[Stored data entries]
· · · ·
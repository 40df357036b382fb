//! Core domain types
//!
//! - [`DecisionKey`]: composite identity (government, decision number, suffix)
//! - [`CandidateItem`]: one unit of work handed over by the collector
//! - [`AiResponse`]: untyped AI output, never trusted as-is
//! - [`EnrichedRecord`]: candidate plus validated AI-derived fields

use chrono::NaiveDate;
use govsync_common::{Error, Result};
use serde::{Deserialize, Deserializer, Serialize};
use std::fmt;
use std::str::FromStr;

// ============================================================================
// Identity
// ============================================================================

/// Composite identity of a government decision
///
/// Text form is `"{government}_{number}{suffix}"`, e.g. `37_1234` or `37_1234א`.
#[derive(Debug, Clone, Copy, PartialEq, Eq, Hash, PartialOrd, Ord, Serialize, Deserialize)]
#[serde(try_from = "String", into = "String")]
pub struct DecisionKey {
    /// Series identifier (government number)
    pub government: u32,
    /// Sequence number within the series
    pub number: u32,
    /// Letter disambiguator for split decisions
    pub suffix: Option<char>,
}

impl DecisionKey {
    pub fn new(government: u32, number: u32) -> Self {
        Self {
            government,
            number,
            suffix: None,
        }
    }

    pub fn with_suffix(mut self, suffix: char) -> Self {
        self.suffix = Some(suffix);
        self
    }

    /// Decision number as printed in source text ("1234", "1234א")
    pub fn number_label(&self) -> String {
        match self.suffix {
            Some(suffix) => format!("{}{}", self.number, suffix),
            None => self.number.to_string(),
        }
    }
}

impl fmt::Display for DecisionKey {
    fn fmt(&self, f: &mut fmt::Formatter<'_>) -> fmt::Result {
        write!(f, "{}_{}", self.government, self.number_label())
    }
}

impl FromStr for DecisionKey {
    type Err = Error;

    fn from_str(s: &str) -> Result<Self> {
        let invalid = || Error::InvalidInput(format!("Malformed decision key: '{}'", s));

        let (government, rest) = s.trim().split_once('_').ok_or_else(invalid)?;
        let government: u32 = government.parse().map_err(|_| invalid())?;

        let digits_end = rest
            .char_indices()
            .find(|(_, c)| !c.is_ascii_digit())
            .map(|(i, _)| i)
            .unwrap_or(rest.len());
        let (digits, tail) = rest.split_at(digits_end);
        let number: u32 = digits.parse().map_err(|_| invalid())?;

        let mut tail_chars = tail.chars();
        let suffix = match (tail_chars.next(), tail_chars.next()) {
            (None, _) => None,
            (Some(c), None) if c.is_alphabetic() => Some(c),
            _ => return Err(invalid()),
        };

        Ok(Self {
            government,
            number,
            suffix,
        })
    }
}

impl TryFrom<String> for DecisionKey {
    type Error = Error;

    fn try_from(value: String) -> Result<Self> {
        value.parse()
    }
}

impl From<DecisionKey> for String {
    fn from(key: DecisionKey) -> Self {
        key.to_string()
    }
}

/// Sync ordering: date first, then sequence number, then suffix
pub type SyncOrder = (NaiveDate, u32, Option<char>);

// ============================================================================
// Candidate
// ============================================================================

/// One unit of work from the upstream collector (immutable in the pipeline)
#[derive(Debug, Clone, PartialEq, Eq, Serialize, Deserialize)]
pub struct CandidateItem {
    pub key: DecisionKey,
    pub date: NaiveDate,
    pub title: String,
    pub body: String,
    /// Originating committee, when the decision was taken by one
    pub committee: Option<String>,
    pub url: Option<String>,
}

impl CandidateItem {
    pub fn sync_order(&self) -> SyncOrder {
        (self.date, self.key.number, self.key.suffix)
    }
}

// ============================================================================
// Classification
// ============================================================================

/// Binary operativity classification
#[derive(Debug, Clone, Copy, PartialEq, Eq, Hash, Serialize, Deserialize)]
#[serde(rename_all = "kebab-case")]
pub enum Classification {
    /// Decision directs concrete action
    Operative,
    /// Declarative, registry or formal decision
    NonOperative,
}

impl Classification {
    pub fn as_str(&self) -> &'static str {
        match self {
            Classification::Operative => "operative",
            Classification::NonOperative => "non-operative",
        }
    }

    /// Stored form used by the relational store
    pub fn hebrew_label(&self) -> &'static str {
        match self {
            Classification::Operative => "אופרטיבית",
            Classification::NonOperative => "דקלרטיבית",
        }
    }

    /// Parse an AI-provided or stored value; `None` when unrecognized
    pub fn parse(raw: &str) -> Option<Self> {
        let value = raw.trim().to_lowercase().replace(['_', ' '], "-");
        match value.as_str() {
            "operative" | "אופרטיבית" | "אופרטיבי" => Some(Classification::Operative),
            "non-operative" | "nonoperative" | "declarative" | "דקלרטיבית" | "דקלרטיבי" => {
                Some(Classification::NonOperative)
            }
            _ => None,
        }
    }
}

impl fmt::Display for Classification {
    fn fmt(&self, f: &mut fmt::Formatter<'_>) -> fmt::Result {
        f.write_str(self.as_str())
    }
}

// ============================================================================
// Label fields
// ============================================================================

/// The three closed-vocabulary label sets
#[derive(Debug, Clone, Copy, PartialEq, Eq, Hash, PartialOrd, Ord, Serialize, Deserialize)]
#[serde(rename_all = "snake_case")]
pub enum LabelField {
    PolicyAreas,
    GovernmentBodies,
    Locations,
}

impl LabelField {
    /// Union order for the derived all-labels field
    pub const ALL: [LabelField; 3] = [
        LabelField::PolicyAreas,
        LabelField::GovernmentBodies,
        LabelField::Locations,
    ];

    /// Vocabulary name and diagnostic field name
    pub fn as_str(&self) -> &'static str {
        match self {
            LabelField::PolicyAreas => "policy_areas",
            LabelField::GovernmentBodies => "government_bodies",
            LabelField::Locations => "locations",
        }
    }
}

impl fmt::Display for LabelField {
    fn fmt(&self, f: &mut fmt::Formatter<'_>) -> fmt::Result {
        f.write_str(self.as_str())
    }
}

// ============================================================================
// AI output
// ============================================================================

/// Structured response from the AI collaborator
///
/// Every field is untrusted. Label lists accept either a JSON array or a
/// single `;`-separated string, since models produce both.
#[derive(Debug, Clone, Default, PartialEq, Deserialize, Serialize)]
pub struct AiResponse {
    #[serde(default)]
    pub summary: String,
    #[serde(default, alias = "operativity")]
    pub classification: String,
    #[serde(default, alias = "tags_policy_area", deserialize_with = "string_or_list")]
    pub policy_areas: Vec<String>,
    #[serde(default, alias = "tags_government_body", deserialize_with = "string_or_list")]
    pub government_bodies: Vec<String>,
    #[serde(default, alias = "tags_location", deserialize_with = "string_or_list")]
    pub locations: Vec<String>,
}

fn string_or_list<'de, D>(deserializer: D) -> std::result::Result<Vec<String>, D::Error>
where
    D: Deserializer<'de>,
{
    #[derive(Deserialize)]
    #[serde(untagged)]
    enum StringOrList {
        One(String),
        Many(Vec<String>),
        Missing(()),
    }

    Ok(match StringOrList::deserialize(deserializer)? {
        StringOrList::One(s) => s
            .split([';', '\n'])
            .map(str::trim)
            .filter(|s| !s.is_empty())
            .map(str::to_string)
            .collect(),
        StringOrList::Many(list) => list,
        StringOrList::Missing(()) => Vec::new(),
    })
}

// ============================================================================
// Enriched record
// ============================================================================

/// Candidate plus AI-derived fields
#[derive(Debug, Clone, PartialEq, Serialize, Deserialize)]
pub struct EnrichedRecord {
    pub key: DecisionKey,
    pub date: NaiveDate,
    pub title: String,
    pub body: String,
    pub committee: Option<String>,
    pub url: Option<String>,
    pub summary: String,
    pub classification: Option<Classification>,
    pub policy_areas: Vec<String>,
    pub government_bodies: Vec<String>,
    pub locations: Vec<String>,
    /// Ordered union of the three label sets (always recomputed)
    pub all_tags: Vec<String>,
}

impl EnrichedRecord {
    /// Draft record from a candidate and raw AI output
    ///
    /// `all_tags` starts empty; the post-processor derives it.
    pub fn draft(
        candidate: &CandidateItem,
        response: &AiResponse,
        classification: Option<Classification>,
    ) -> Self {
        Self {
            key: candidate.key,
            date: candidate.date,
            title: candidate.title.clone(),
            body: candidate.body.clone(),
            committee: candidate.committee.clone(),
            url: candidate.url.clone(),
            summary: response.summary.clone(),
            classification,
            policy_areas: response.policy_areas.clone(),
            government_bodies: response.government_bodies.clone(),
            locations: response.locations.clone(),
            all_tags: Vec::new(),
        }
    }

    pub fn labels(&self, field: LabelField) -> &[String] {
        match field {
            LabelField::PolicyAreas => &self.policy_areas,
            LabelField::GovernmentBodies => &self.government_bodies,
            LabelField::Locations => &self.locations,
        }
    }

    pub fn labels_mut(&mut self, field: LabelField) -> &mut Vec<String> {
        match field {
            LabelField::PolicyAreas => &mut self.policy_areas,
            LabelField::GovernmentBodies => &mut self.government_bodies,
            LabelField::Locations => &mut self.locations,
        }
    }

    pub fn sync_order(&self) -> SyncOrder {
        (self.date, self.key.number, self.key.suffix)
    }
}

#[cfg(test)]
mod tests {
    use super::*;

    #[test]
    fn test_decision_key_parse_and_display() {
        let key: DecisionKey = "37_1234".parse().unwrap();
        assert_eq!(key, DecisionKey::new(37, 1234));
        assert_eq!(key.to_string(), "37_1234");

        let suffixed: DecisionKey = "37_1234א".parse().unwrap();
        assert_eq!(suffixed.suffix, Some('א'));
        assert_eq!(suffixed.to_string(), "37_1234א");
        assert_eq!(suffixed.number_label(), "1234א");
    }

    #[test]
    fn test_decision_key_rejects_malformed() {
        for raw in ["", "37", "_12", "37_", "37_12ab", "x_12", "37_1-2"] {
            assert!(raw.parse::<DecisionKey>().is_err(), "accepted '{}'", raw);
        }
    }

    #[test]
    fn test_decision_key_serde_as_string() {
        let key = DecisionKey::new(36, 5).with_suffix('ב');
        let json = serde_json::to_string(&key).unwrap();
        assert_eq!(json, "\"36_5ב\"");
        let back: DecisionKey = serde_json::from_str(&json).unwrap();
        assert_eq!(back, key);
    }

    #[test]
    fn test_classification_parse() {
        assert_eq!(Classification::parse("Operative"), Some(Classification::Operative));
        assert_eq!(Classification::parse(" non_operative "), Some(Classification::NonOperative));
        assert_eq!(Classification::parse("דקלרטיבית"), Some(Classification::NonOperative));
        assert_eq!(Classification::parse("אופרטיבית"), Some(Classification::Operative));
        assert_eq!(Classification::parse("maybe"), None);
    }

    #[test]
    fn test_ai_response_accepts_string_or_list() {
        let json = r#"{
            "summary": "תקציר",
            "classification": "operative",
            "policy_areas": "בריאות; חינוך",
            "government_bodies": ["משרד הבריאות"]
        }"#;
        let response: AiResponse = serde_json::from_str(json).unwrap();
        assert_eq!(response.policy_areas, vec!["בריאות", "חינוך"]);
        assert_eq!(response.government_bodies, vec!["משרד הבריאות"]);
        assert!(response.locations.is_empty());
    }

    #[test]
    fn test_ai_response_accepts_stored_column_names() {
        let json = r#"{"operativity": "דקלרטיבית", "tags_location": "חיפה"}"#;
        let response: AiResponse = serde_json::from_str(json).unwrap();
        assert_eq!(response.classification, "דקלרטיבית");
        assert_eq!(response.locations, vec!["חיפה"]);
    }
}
· · · ·
> **Your instructions**
Report each line in the entries where the string "חיפה" occurs.

> **Solution to this problem**
        let json = r#"{"operativity": "דקלרטיבית", "tags_location": "חיפה"}"#;
        assert_eq!(response.locations, vec!["חיפה"]);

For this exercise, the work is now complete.